As the U.S. economy continues along the path of recovery from the pandemic, the most resilient companies are bouncing back and posting solid earnings reports.
Businesses such as lululemon athletica and Starbucks are seeing strong earnings results after big pandemic-related declines. But other companies are still struggling as businesses because of lingering pandemic issues, and it's unclear when, or if, they're going to get back on track.
Beyond Meat (BYND 0.08%) is actually in the second group, despite its stock price being up about 18% year to date. Is this investor confidence in 2021 justified? Should you consider Beyond Meat for your portfolio?
Why Beyond Meat stock is looking tasty
Beyond Meat has built itself into a leader in alternative meat products in every way. It has growing sales, many partnerships, and is a product innovator.

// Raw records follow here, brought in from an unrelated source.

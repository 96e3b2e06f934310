//! Title range resolution and lookup
//!
//! Every title in the table of contents appears at least twice in the
//! corpus: once in the listing and once as the heading of the work itself.
//! A [`RangeResolutionStrategy`] picks the heading occurrence for each title,
//! producing a [`RangeTable`] of content start offsets. At query time the
//! table attributes a match offset to the title whose range contains it.

use serde::{Deserialize, Serialize};
use tracing::debug;

use crate::index::PositionIndex;
use crate::titles::TableOfContents;

/// Content start offset per title, in table-of-contents order
///
/// `None` means the start could not be determined. The table is built once
/// and has exactly one entry per title.
#[derive(Debug, Clone, Default, PartialEq, Eq)]
pub struct RangeTable(Vec<Option<usize>>);

impl RangeTable {
    pub fn new(starts: Vec<Option<usize>>) -> Self {
        Self(starts)
    }

    pub fn len(&self) -> usize {
        self.0.len()
    }

    pub fn is_empty(&self) -> bool {
        self.0.is_empty()
    }

    pub fn get(&self, i: usize) -> Option<usize> {
        self.0.get(i).copied().flatten()
    }

    /// Signed view with `-1` for unresolved entries
    pub fn raw(&self) -> Vec<i64> {
        self.0.iter().map(|s| s.map_or(-1, |s| s as i64)).collect()
    }

    /// Number of entries that could not be resolved
    pub fn unresolved(&self) -> usize {
        self.0.iter().filter(|s| s.is_none()).count()
    }

    /// Index of the title whose range contains `offset`
    ///
    /// Scans in table order and returns the first owner:
    /// - unresolved entries are skipped;
    /// - the last entry owns everything from its start onwards;
    /// - any other entry owns `start..next_start`, but only when the next
    ///   entry is resolved. Offsets in the range of an entry followed by an
    ///   unresolved one fall through to later entries.
    pub fn owner(&self, offset: usize) -> Option<usize> {
        let last = self.0.len().checked_sub(1)?;
        for (i, start) in self.0.iter().enumerate() {
            let Some(start) = *start else {
                continue;
            };

            if i == last {
                if start <= offset {
                    return Some(i);
                }
                continue;
            }

            let Some(end) = self.0[i + 1] else {
                continue;
            };

            if start <= offset && offset < end {
                return Some(i);
            }
        }
        None
    }
}

/// What a strategy may consult when resolving ranges
#[derive(Debug, Clone, Copy)]
pub struct ResolveContext<'a> {
    /// Original corpus text
    pub corpus: &'a str,

    /// Index over the original (not lowercased) corpus bytes
    pub raw_index: &'a PositionIndex,
}

/// Picks the content start offset of each title
pub trait RangeResolutionStrategy: Send + Sync {
    /// Strategy name for logging
    fn name(&self) -> &'static str;

    /// One entry per title, same order as `toc.titles`
    fn resolve(&self, toc: &TableOfContents, ctx: &ResolveContext<'_>) -> RangeTable;
}

/// Second literal occurrence of the title is the start of its content
///
/// The first occurrence is assumed to be the listing entry. A title found
/// fewer than twice is left unresolved. This breaks when a title text also
/// shows up elsewhere before its own heading (inside another title, or
/// quoted in another work).
#[derive(Debug, Clone, Copy, Default)]
pub struct SecondOccurrence;

impl RangeResolutionStrategy for SecondOccurrence {
    fn name(&self) -> &'static str {
        "second-occurrence"
    }

    fn resolve(&self, toc: &TableOfContents, ctx: &ResolveContext<'_>) -> RangeTable {
        let starts = toc
            .titles
            .iter()
            .map(|title| {
                let found = ctx.raw_index.lookup(title.as_bytes(), Some(2));
                let start = found.get(1).copied();
                if start.is_none() {
                    debug!(%title, found = found.len(), "SecondOccurrence: unresolved title");
                }
                start
            })
            .collect();
        RangeTable::new(starts)
    }
}

/// First occurrence after the listing that fills a whole line
///
/// Stricter than [`SecondOccurrence`]: mentions of a title inside running
/// text or inside a longer title are ignored, only a line consisting of the
/// title alone (surrounding whitespace aside) counts as its heading.
#[derive(Debug, Clone, Copy, Default)]
pub struct StandaloneHeading;

impl StandaloneHeading {
    fn is_heading(corpus: &str, offset: usize, title: &str) -> bool {
        let line_start = corpus[..offset].rfind('\n').map_or(0, |i| i + 1);
        let line_end = corpus[offset..].find('\n').map_or(corpus.len(), |i| offset + i);
        corpus[line_start..line_end].trim() == title
    }
}

impl RangeResolutionStrategy for StandaloneHeading {
    fn name(&self) -> &'static str {
        "standalone-heading"
    }

    fn resolve(&self, toc: &TableOfContents, ctx: &ResolveContext<'_>) -> RangeTable {
        let starts = toc
            .titles
            .iter()
            .map(|title| {
                let start = ctx
                    .raw_index
                    .lookup(title.as_bytes(), None)
                    .into_iter()
                    .filter(|&o| o >= toc.span.end)
                    .find(|&o| Self::is_heading(ctx.corpus, o, title));
                if start.is_none() {
                    debug!(%title, "StandaloneHeading: unresolved title");
                }
                start
            })
            .collect();
        RangeTable::new(starts)
    }
}

/// Configurable choice of built-in strategy
#[derive(Debug, Clone, Copy, Default, PartialEq, Eq, Serialize, Deserialize, clap::ValueEnum)]
#[serde(rename_all = "kebab-case")]
pub enum StrategyKind {
    #[default]
    SecondOccurrence,
    StandaloneHeading,
}

impl StrategyKind {
    pub fn strategy(self) -> Box<dyn RangeResolutionStrategy> {
        match self {
            StrategyKind::SecondOccurrence => Box::new(SecondOccurrence),
            StrategyKind::StandaloneHeading => Box::new(StandaloneHeading),
        }
    }
}

#[cfg(test)]
mod tests {
    use super::*;
    use crate::titles::{TocMarkers, extract_titles};
    use proptest::prelude::*;

    fn table(starts: &[i64]) -> RangeTable {
        RangeTable::new(starts.iter().map(|&s| usize::try_from(s).ok()).collect())
    }

    #[test]
    fn test_owner_half_open_ranges() {
        let t = table(&[10, 20, 30]);
        assert_eq!(t.owner(5), None);
        assert_eq!(t.owner(10), Some(0));
        assert_eq!(t.owner(19), Some(0));
        assert_eq!(t.owner(20), Some(1));
        assert_eq!(t.owner(29), Some(1));
        assert_eq!(t.owner(30), Some(2));
        assert_eq!(t.owner(10_000), Some(2));
    }

    #[test]
    fn test_owner_skips_unresolved_entries() {
        let t = table(&[10, -1, 30]);
        // Entry 0 cannot be bounded, entry 1 is unknown.
        assert_eq!(t.owner(15), None);
        assert_eq!(t.owner(25), None);
        assert_eq!(t.owner(30), Some(2));
    }

    #[test]
    fn test_owner_unresolved_last_entry() {
        let t = table(&[10, 20, -1]);
        assert_eq!(t.owner(15), Some(0));
        assert_eq!(t.owner(25), None);
    }

    #[test]
    fn test_owner_empty_table() {
        assert_eq!(RangeTable::default().owner(0), None);
    }

    #[test]
    fn test_raw_uses_minus_one_sentinel() {
        let t = table(&[5, -1, 9]);
        assert_eq!(t.raw(), vec![5, -1, 9]);
        assert_eq!(t.unresolved(), 1);
        assert_eq!(t.get(1), None);
        assert_eq!(t.get(2), Some(9));
    }

    const CORPUS: &str = "by William Shakespeare\nContents\n  Hamlet\n  Macbeth\n  Lear\nTHE SONNETS\n\
                          \nHamlet\nHamlet speaks. Then Macbeth is mentioned.\n\nMacbeth\nThe thane.\n";

    fn resolve_with(strategy: &dyn RangeResolutionStrategy) -> (TableOfContents, RangeTable) {
        let toc = extract_titles(CORPUS, &TocMarkers::default()).unwrap();
        let raw_index = PositionIndex::new(CORPUS);
        let ctx = ResolveContext {
            corpus: CORPUS,
            raw_index: &raw_index,
        };
        let ranges = strategy.resolve(&toc, &ctx);
        (toc, ranges)
    }

    #[test]
    fn test_second_occurrence_resolution() {
        let (toc, ranges) = resolve_with(&SecondOccurrence);
        assert_eq!(ranges.len(), toc.len());

        let hamlet_body = CORPUS.find("\nHamlet\n").unwrap() + 1;
        assert_eq!(ranges.get(0), Some(hamlet_body));
        // Second "Macbeth" is the mention inside Hamlet's body.
        let mention = CORPUS.find("Then Macbeth").unwrap() + 5;
        assert_eq!(ranges.get(1), Some(mention));
        // "Lear" appears only in the listing.
        assert_eq!(ranges.get(2), None);
    }

    #[test]
    fn test_standalone_heading_ignores_mentions() {
        let (toc, ranges) = resolve_with(&StandaloneHeading);
        assert_eq!(ranges.len(), toc.len());

        let macbeth_heading = CORPUS.find("\nMacbeth\nThe thane").unwrap() + 1;
        assert_eq!(ranges.get(1), Some(macbeth_heading));
        assert_eq!(ranges.get(2), None);
    }

    #[test]
    fn test_strategy_kind_names() {
        assert_eq!(StrategyKind::SecondOccurrence.strategy().name(), "second-occurrence");
        assert_eq!(StrategyKind::StandaloneHeading.strategy().name(), "standalone-heading");
        let parsed: StrategyKind = serde_yaml::from_str("standalone-heading").unwrap();
        assert_eq!(parsed, StrategyKind::StandaloneHeading);
    }

    proptest! {
        #[test]
        fn prop_owner_follows_increasing_starts(starts in proptest::collection::btree_set(1usize..2_000, 1..20)) {
            let starts: Vec<usize> = starts.into_iter().collect();
            let t = RangeTable::new(starts.iter().copied().map(Some).collect());
            let last = starts.len() - 1;

            for o in 0..starts[0] {
                prop_assert_eq!(t.owner(o), None);
            }
            for (i, pair) in starts.windows(2).enumerate() {
                for o in pair[0]..pair[1] {
                    prop_assert_eq!(t.owner(o), Some(i));
                }
            }
            prop_assert_eq!(t.owner(starts[last]), Some(last));
            prop_assert_eq!(t.owner(starts[last] + 5_000), Some(last));
        }
    }
}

Before the pandemic, sales were growing by triple-digit percentages, including a 141% year-over-year increase in the 2020 first fiscal quarter, which included the beginning of the pandemic. Sales continued to increase throughout the pandemic, most recently with an 11% year-over-year increase in the 2021 first quarter, which ended April 3.
The company also kept up its expansion efforts over the past 12 months, with new products like meatballs and breakfast sausages. It launched an improved e-commerce venture and developed more strategic partnerships, such as a larger product line sold in Walmart stores and supplying McDonald's with plant-based patties. It made major strides into retail outlets in Europe, and it increased its distribution capabilities.
If there is a way for plant-based meat products to grow, Beyond Meat is there.
Why you should proceed with caution
But not everything is rosy for the company's outlook.
Its foodservice division was mostly responsible for decelerating sales growth, since the restaurant and catering industry took a large hit during the pandemic. Despite that, revenue continued to increase, largely attributable to retail channels. But even retail slowed down quite a bit, all while grocery sales as a whole were growing.
For example, in the 2020 first quarter (back when its sales grew 141%), Beyond Meat's U.S. retail sales increased 156% and its international retail sales increased nearly 5,000%! In the 2021 first quarter, U.S. retail sales only increased 28% year over year (while foodservice declined 26%), and international retail grew 189% year over year (while foodservice declined 44%). This was while the company continued to dish out new products and expand its retail presence. That's a bit concerning.
It's also putting a strain on profitability. While the company did begin to post profits in some 2020 quarters, it's back to reporting net losses while it invests in the business and struggles with sales growth.
Its products are also not compellingly different from those of competitors such as Impossible Foods or The Tattooed Chef, although it's positioning itself for the top spot through its product development and retail reach.
In the first-quarter earnings conference call, management acknowledged "softer demand" and retail distribution problems due to the pandemic. It's planning to address the second issue by expanding distribution capabilities and ramping up retail distribution. As for the first issue, Beyond Meat did grow market share in an underwhelming environment, and it's doing what it can to keep that going -- an improved product, more partnerships, and new products. The question is how fast the market is growing, which may impede Beyond Burger's ability to keep growth high no matter what it does.
Is investor confidence warranted?
Some investors think Beyond Meat is preparing for a comeback as the economy begins to reopen, which is pushing up the stock price. But it's not just a food service problem, so a strong economy won't necessarily fix it.
In a blow to Beyond Meat, JPMorgan Chase analyst Ken Goldman told reporters last week that Dunkin' Brands, which became a private company last year, discontinued its Beyond Sausage sandwich, and Dunkin' is probably Beyond Meat's biggest restaurant partner. He said it was likely due to decreased demand, and he noted that other restaurant deals haven't gotten off the ground, such as the McDonald's Canada pilot program and a partnership with Restaurant Brands international's Tim Hortons. His price target of around $100 a share for Beyond Meat stock is about 32% lower than what it trades for today.